Theology | May 11, 2016
"In the one case, freedom is pursued at the cost of equality, in the other equality is pursued at the cost of freedom. Both derive from the enlightenment vision of human beings as autonomous individuals within innate and equal rights to pursue self chosen ends to the limit of their powers. Each ideology can accuse the other of violating a faith they both hold, by the denial of freedom on one side, and the denial of equality on the other.
I believe that the Christian view of God's purpose for the human family is different from both of these, and arises from a distinct belief about what human nature is. From its first page to its last, the Bible is informed by a vision of human nature where neither freedom nor equality is fundamental.
What is fundamental is relatedness. Man, male and female, is made for God in such a way that being in the image of God involves being bound together in this most profound of all mutual relations. God binds himself in a covenant relationship which men and women, to which he remains faithful at whatever cost and however unfaithful his covenant partner is. And people and nations are called to live in binding covenant relationships of brotherhood. Human beings reach their true end in such relatedness, in bonds of mutual love and obedience, that reflect the mutual relatedness in love, that is the being of the triune God himself.

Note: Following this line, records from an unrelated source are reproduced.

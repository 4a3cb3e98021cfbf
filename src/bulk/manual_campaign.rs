//! Manual-campaign bulk file generation in the official Sponsored Products
//! bulksheet format: one wide fixed schema shared by every entity type,
//! entity-irrelevant fields blank.

use chrono::NaiveDate;
use serde::{Deserialize, Serialize};

use crate::bulk::auto_campaign::BiddingStrategy;
use crate::bulk::sheet::{money, BulkDocument, Sheet};
use crate::config::MIN_DEFAULT_BID;

pub const MANUAL_BULK_COLUMNS: &[&str] = &[
    "Product",
    "Entity",
    "Operation",
    "Campaign ID",
    "Ad Group ID",
    "Portfolio ID",
    "Ad ID",
    "Keyword ID",
    "Product Targeting ID",
    "Campaign Name",
    "Ad Group Name",
    "Start Date",
    "End Date",
    "Targeting Type",
    "State",
    "Daily Budget",
    "SKU",
    "ASIN (Informational only)",
    "Ad Group Default Bid",
    "Bid",
    "Keyword Text",
    "Match Type",
    "Bidding Strategy",
    "Placement",
    "Percentage",
];

pub const MANUAL_CAMPAIGN_SHEET: &str = "Sponsored Products Campaigns";

const PRODUCT_SPONSORED: &str = "Sponsored Products";

// ---------------------------------------------------------------------------
// Configuration
// ---------------------------------------------------------------------------

#[derive(Debug, Clone, Serialize, Deserialize)]
pub struct ManualKeyword {
    pub keyword: String,
    #[serde(default = "default_match_type")]
    pub match_type: String,
    #[serde(default)]
    pub bid: Option<f64>,
}

fn default_match_type() -> String {
    "exact".to_string()
}

#[derive(Debug, Clone, Serialize, Deserialize)]
pub struct ManualProductTarget {
    pub asin: String,
    #[serde(default)]
    pub bid: Option<f64>,
}

#[derive(Debug, Clone, Serialize, Deserialize)]
pub struct ManualAdGroup {
    pub ad_group_name: String,
    pub default_bid: f64,
    #[serde(default)]
    pub skus: Vec<String>,
    #[serde(default)]
    pub keywords: Vec<ManualKeyword>,
    #[serde(default)]
    pub product_targets: Vec<ManualProductTarget>,
}

impl ManualAdGroup {
    pub fn validate(&self) -> Vec<String> {
        let mut errors = Vec::new();
        if self.ad_group_name.trim().is_empty() {
            errors.push("Ad group name is required".to_string());
        }
        if self.default_bid < MIN_DEFAULT_BID {
            errors.push("Default bid must be at least $0.02".to_string());
        }
        errors
    }
}

/// Placement bid modifiers (%); each row is emitted only when its
/// percentage is positive.
#[derive(Debug, Clone, Default, Serialize, Deserialize)]
pub struct PlacementAdjustments {
    #[serde(default)]
    pub top_of_search: i64,
    #[serde(default)]
    pub product_pages: i64,
    #[serde(default)]
    pub rest_of_search: i64,
}

#[derive(Debug, Clone, Serialize, Deserialize)]
pub struct ManualCampaignConfig {
    pub campaign_name: String,
    #[serde(default)]
    pub portfolio: Option<String>,
    pub daily_budget: f64,
    #[serde(default)]
    pub bidding_strategy: BiddingStrategy,
    pub start_date: NaiveDate,
    pub ad_groups: Vec<ManualAdGroup>,
    #[serde(default)]
    pub placement_bid_adjustment: Option<PlacementAdjustments>,
}

impl ManualCampaignConfig {
    pub fn validate(&self) -> Vec<String> {
        let mut all = Vec::new();
        for (i, ad_group) in self.ad_groups.iter().enumerate() {
            for error in ad_group.validate() {
                all.push(format!("Ad Group {}: {error}", i + 1));
            }
        }
        all
    }
}

// ---------------------------------------------------------------------------
// Entity rows
// ---------------------------------------------------------------------------

/// One record in the 25-column bulksheet layout. Field order mirrors
/// MANUAL_BULK_COLUMNS exactly; `into_cells` is the single mapping point.
#[derive(Debug, Default)]
struct ManualRow {
    product: String,
    entity: String,
    operation: String,
    campaign_id: String,
    ad_group_id: String,
    portfolio_id: String,
    ad_id: String,
    keyword_id: String,
    product_targeting_id: String,
    campaign_name: String,
    ad_group_name: String,
    start_date: String,
    end_date: String,
    targeting_type: String,
    state: String,
    daily_budget: String,
    sku: String,
    asin_informational: String,
    ad_group_default_bid: String,
    bid: String,
    keyword_text: String,
    match_type: String,
    bidding_strategy: String,
    placement: String,
    percentage: String,
}

impl ManualRow {
    fn into_cells(self) -> Vec<String> {
        vec![
            self.product,
            self.entity,
            self.operation,
            self.campaign_id,
            self.ad_group_id,
            self.portfolio_id,
            self.ad_id,
            self.keyword_id,
            self.product_targeting_id,
            self.campaign_name,
            self.ad_group_name,
            self.start_date,
            self.end_date,
            self.targeting_type,
            self.state,
            self.daily_budget,
            self.sku,
            self.asin_informational,
            self.ad_group_default_bid,
            self.bid,
            self.keyword_text,
            self.match_type,
            self.bidding_strategy,
            self.placement,
            self.percentage,
        ]
    }
}

/// Positive bid overrides render; zero/absent stays blank so the ad group
/// default applies downstream.
fn bid_cell(bid: Option<f64>) -> String {
    bid.filter(|b| *b > 0.0).map(money).unwrap_or_default()
}

fn campaign_row(config: &ManualCampaignConfig) -> Vec<String> {
    ManualRow {
        product: PRODUCT_SPONSORED.to_string(),
        entity: "Campaign".to_string(),
        operation: "Create".to_string(),
        // New campaigns have no platform ID yet; the name doubles as the
        // temporary ID that child rows reference.
        campaign_id: config.campaign_name.clone(),
        portfolio_id: config.portfolio.clone().unwrap_or_default(),
        campaign_name: config.campaign_name.clone(),
        start_date: config.start_date.format("%Y%m%d").to_string(),
        targeting_type: "Manual".to_string(),
        state: "enabled".to_string(),
        daily_budget: money(config.daily_budget),
        bidding_strategy: config.bidding_strategy.to_string(),
        ..ManualRow::default()
    }
    .into_cells()
}

fn bidding_adjustment_row(campaign_name: &str, placement: &str, percentage: i64) -> Vec<String> {
    ManualRow {
        product: PRODUCT_SPONSORED.to_string(),
        entity: "Bidding Adjustment".to_string(),
        operation: "Create".to_string(),
        campaign_id: campaign_name.to_string(),
        campaign_name: campaign_name.to_string(),
        placement: placement.to_string(),
        percentage: percentage.to_string(),
        ..ManualRow::default()
    }
    .into_cells()
}

fn ad_group_row(campaign_name: &str, ad_group: &ManualAdGroup) -> Vec<String> {
    ManualRow {
        product: PRODUCT_SPONSORED.to_string(),
        entity: "Ad Group".to_string(),
        operation: "Create".to_string(),
        campaign_id: campaign_name.to_string(),
        ad_group_id: ad_group.ad_group_name.clone(),
        campaign_name: campaign_name.to_string(),
        ad_group_name: ad_group.ad_group_name.clone(),
        state: "enabled".to_string(),
        ad_group_default_bid: money(ad_group.default_bid),
        ..ManualRow::default()
    }
    .into_cells()
}

fn product_ad_row(campaign_name: &str, ad_group_name: &str, sku: &str) -> Vec<String> {
    ManualRow {
        product: PRODUCT_SPONSORED.to_string(),
        entity: "Product Ad".to_string(),
        operation: "Create".to_string(),
        campaign_id: campaign_name.to_string(),
        ad_group_id: ad_group_name.to_string(),
        campaign_name: campaign_name.to_string(),
        ad_group_name: ad_group_name.to_string(),
        state: "enabled".to_string(),
        sku: sku.to_string(),
        ..ManualRow::default()
    }
    .into_cells()
}

fn keyword_row(campaign_name: &str, ad_group_name: &str, keyword: &ManualKeyword) -> Vec<String> {
    ManualRow {
        product: PRODUCT_SPONSORED.to_string(),
        entity: "Keyword".to_string(),
        operation: "Create".to_string(),
        campaign_id: campaign_name.to_string(),
        ad_group_id: ad_group_name.to_string(),
        campaign_name: campaign_name.to_string(),
        ad_group_name: ad_group_name.to_string(),
        state: "enabled".to_string(),
        bid: bid_cell(keyword.bid),
        keyword_text: keyword.keyword.clone(),
        match_type: keyword.match_type.clone(),
        ..ManualRow::default()
    }
    .into_cells()
}

fn product_target_row(
    campaign_name: &str,
    ad_group_name: &str,
    target: &ManualProductTarget,
) -> Vec<String> {
    ManualRow {
        product: PRODUCT_SPONSORED.to_string(),
        entity: "Product Targeting".to_string(),
        operation: "Create".to_string(),
        campaign_id: campaign_name.to_string(),
        ad_group_id: ad_group_name.to_string(),
        product_targeting_id: format!("asin=\"{}\"", target.asin),
        campaign_name: campaign_name.to_string(),
        ad_group_name: ad_group_name.to_string(),
        state: "enabled".to_string(),
        bid: bid_cell(target.bid),
        ..ManualRow::default()
    }
    .into_cells()
}

/// Render the full manual campaign into the single-sheet bulksheet document:
/// campaign, optional placement adjustments, then per ad group its product
/// ads, keywords, and product targets.
pub fn manual_campaign_document(config: &ManualCampaignConfig) -> BulkDocument {
    let mut sheet = Sheet::new(MANUAL_CAMPAIGN_SHEET, MANUAL_BULK_COLUMNS);
    let campaign = config.campaign_name.as_str();

    sheet.push(campaign_row(config));

    if let Some(placements) = &config.placement_bid_adjustment {
        if placements.top_of_search > 0 {
            sheet.push(bidding_adjustment_row(
                campaign,
                "Placement Top",
                placements.top_of_search,
            ));
        }
        if placements.product_pages > 0 {
            sheet.push(bidding_adjustment_row(
                campaign,
                "Placement Product Page",
                placements.product_pages,
            ));
        }
        if placements.rest_of_search > 0 {
            sheet.push(bidding_adjustment_row(
                campaign,
                "Placement Rest Of Search",
                placements.rest_of_search,
            ));
        }
    }

    for ad_group in &config.ad_groups {
        sheet.push(ad_group_row(campaign, ad_group));

        for sku in &config_skus(ad_group) {
            sheet.push(product_ad_row(campaign, &ad_group.ad_group_name, sku));
        }
        for keyword in &ad_group.keywords {
            if !keyword.keyword.trim().is_empty() {
                sheet.push(keyword_row(campaign, &ad_group.ad_group_name, keyword));
            }
        }
        for target in &ad_group.product_targets {
            if !target.asin.trim().is_empty() {
                sheet.push(product_target_row(campaign, &ad_group.ad_group_name, target));
            }
        }
    }

    BulkDocument {
        sheets: vec![sheet],
    }
}

fn config_skus(ad_group: &ManualAdGroup) -> Vec<String> {
    ad_group
        .skus
        .iter()
        .map(|s| s.trim())
        .filter(|s| !s.is_empty())
        .map(str::to_string)
        .collect()
}

// ---------------------------------------------------------------------------
// Tests
// ---------------------------------------------------------------------------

Neither freedom nor equality are ideas that can take us to the heart of the matter. The breakdown of relationships will destroy freedom and will destroy equality, but neither of these will be achieved by being sort for itself. True freedom is not found by seeking to develop the powers of self without limit, for the human person is not made for autonomy, but for true relatedness in love and obedience, and this also entails the acceptance of limits as a necessary part of what it means to be human.”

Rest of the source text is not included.